In Unix-like and some other operating systems, the pwd command (print working directory) writes the full pathname of the current working directory to the standard output.
Multics had a pwd command (which was a short name of the print_wdir command) from which the Unix pwd command originated. The command is a shell builtin in most Unix shells such as Bourne shell, ash, bash, ksh, and zsh. It can be implemented easily with the POSIX C functions getcwd() or getwd().

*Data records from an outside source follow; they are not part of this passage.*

//! Sign In Use Case
//!
//! Authenticates a user by email and password and issues a session. The
//! rate limiter runs before credential lookup so it also shields the
//! existence check on the email.

use std::sync::Arc;

use chrono::Utc;

use crate::application::config::AuthConfig;
use crate::application::cookie_cache::{self, SessionCachePayload};
use crate::domain::entity::Session;
use crate::domain::repository::{AccountRepository, SessionRepository, UserRepository};
use crate::domain::value_object::Email;
use crate::error::{AuthError, AuthResult};
use platform::client::ClientInfo;
use platform::crypto;
use platform::password::ClearTextPassword;
use platform::rate_limit::RateLimitStore;

/// Sign in input
pub struct SignInInput {
    pub email: String,
    pub password: String,
}

/// Sign in output
#[derive(Debug)]
pub struct SignInOutput {
    /// The created session
    pub session: Session,
    /// Signed value for the session cookie
    pub cookie_value: String,
}

/// Sign in use case
pub struct SignInUseCase<U, A, S, R>
where
    U: UserRepository,
    A: AccountRepository,
    S: SessionRepository,
    R: RateLimitStore,
{
    user_repo: Arc<U>,
    account_repo: Arc<A>,
    session_repo: Arc<S>,
    rate_limiter: Arc<R>,
    config: Arc<AuthConfig>,
}

impl<U, A, S, R> SignInUseCase<U, A, S, R>
where
    U: UserRepository,
    A: AccountRepository,
    S: SessionRepository,
    R: RateLimitStore,
{
    pub fn new(
        user_repo: Arc<U>,
        account_repo: Arc<A>,
        session_repo: Arc<S>,
        rate_limiter: Arc<R>,
        config: Arc<AuthConfig>,
    ) -> Self {
        Self {
            user_repo,
            account_repo,
            session_repo,
            rate_limiter,
            config,
        }
    }

    pub async fn execute(&self, input: SignInInput, client: ClientInfo) -> AuthResult<SignInOutput> {
        let key = client.rate_limit_key(&input.email);
        let decision = self
            .rate_limiter
            .check_and_increment(&key, &self.config.rate_limit)
            .await
            .map_err(|e| AuthError::Internal(e.to_string()))?;
        if !decision.allowed {
            tracing::warn!(key = %key, "sign-in rate limited");
            return Err(AuthError::RateLimited);
        }

        let email = Email::new(&input.email).map_err(|_| AuthError::InvalidCredentials)?;

        let mut user = self
            .user_repo
            .find_by_email(&email)
            .await?
            .ok_or(AuthError::InvalidCredentials)?;

        let now = Utc::now();
        if user.ban.is_active(now) {
            return Err(AuthError::AccountBanned(
                self.config.banned_user_message.clone(),
            ));
        }
        if user.ban.is_lapsed(now) {
            // Temporary ban ran out; lift it on first contact
            user.clear_ban();
            self.user_repo.update(&user).await?;
        }

        let account = self
            .account_repo
            .find_credential_by_user_id(&user.user_id)
            .await?
            .ok_or(AuthError::InvalidCredentials)?;

        let hash = account
            .password
            .as_ref()
            .ok_or(AuthError::InvalidCredentials)?;

        let password =
            ClearTextPassword::new(input.password).map_err(|_| AuthError::InvalidCredentials)?;
        if !hash.verify(&password, self.config.pepper()) {
            return Err(AuthError::InvalidCredentials);
        }

        let session = Session::new(
            user.user_id,
            crypto::random_token(32),
            self.config.session_ttl(),
            client.ip_string(),
            client.user_agent.clone(),
            None,
        );
        self.session_repo.create(&session).await?;

        let payload = SessionCachePayload {
            token: session.token.clone(),
            user_id: user.user_id.into_uuid(),
            role: user.role,
            banned: false,
            expires_at_ms: session.expires_at.timestamp_millis(),
            impersonated_by: None,
            issued_at_ms: now.timestamp_millis(),
        };
        let cookie_value = cookie_cache::seal(&payload, &self.config.session_secret);

        tracing::info!(user_id = %user.user_id, "user signed in");

        Ok(SignInOutput {
            session,
            cookie_value,
        })
    }
}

It is also available in the operating systems SpartaDOS X, PANOS, and KolibriOS. The equivalent on DOS (COMMAND.COM) and Microsoft Windows (cmd.exe) is the cd command with no arguments. Windows PowerShell provides the equivalent Get-Location cmdlet with the standard aliases gl and pwd.
On Windows CE 5.0, the cmd.exe Command Processor Shell includes the pwd command.
as found on Unix systems is part of the X/Open Portability Guide since issue 2 of 1987. It was inherited into the first version of POSIX.1 and the Single Unix Specification. It appeared in Version 5 Unix. The version of pwd bundled in GNU coreutils was written by Jim Meyering.
The numerical computing environments MATLAB and GNU Octave include a pwd
function with similar functionality. The OpenVMS equivalent is show default.
Note: POSIX requires that the default behavior be as if the -L switch were provided.
POSIX shells set the following environment variables while using the cd command:
OLDPWD The previous working directory (as set by the cd command).
PWD The current working directory (as set by the cd command).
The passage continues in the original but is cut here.